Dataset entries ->
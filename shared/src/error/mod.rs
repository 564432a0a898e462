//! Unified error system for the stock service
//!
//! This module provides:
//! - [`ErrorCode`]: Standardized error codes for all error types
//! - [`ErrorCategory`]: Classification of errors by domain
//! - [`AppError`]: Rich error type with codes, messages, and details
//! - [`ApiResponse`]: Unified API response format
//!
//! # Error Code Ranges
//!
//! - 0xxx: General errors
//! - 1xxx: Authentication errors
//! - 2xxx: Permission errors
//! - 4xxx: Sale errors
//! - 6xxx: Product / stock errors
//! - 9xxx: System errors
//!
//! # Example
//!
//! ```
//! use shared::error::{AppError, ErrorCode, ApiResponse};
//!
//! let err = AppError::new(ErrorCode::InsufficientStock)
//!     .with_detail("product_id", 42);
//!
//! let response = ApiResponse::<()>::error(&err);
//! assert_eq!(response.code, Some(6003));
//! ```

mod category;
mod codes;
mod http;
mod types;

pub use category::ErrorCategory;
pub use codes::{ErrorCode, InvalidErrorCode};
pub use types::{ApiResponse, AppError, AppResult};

---

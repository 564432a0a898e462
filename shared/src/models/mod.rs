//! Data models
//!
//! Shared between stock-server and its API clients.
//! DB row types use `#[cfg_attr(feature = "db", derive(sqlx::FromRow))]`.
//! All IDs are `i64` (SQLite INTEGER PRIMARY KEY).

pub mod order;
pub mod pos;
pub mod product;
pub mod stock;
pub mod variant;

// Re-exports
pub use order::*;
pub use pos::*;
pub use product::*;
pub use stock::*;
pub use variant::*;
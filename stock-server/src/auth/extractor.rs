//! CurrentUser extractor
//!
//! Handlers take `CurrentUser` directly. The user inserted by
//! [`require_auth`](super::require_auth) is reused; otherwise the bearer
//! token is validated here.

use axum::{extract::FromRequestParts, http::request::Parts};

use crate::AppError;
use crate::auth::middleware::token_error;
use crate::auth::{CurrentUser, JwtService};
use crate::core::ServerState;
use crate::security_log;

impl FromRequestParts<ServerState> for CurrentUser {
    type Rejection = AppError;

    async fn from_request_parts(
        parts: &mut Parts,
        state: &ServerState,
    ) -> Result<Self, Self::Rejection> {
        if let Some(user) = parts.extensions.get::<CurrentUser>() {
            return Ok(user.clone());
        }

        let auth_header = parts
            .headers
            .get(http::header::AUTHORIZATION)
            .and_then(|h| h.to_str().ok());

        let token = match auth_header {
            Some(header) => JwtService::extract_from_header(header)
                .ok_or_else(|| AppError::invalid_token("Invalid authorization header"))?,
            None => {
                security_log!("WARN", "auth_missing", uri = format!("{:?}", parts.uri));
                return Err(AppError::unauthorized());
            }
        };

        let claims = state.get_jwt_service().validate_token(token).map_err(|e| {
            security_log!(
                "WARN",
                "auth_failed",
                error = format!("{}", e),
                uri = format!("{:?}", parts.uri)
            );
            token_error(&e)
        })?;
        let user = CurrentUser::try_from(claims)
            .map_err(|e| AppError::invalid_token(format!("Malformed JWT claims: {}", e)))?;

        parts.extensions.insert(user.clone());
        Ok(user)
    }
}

YOUR OBJECTIVE ->
Only the lines above that include the word "return" belong in the answer; copy each one.

EXPECTED OUTPUT ->
            return Ok(user.clone());
                return Err(AppError::unauthorized());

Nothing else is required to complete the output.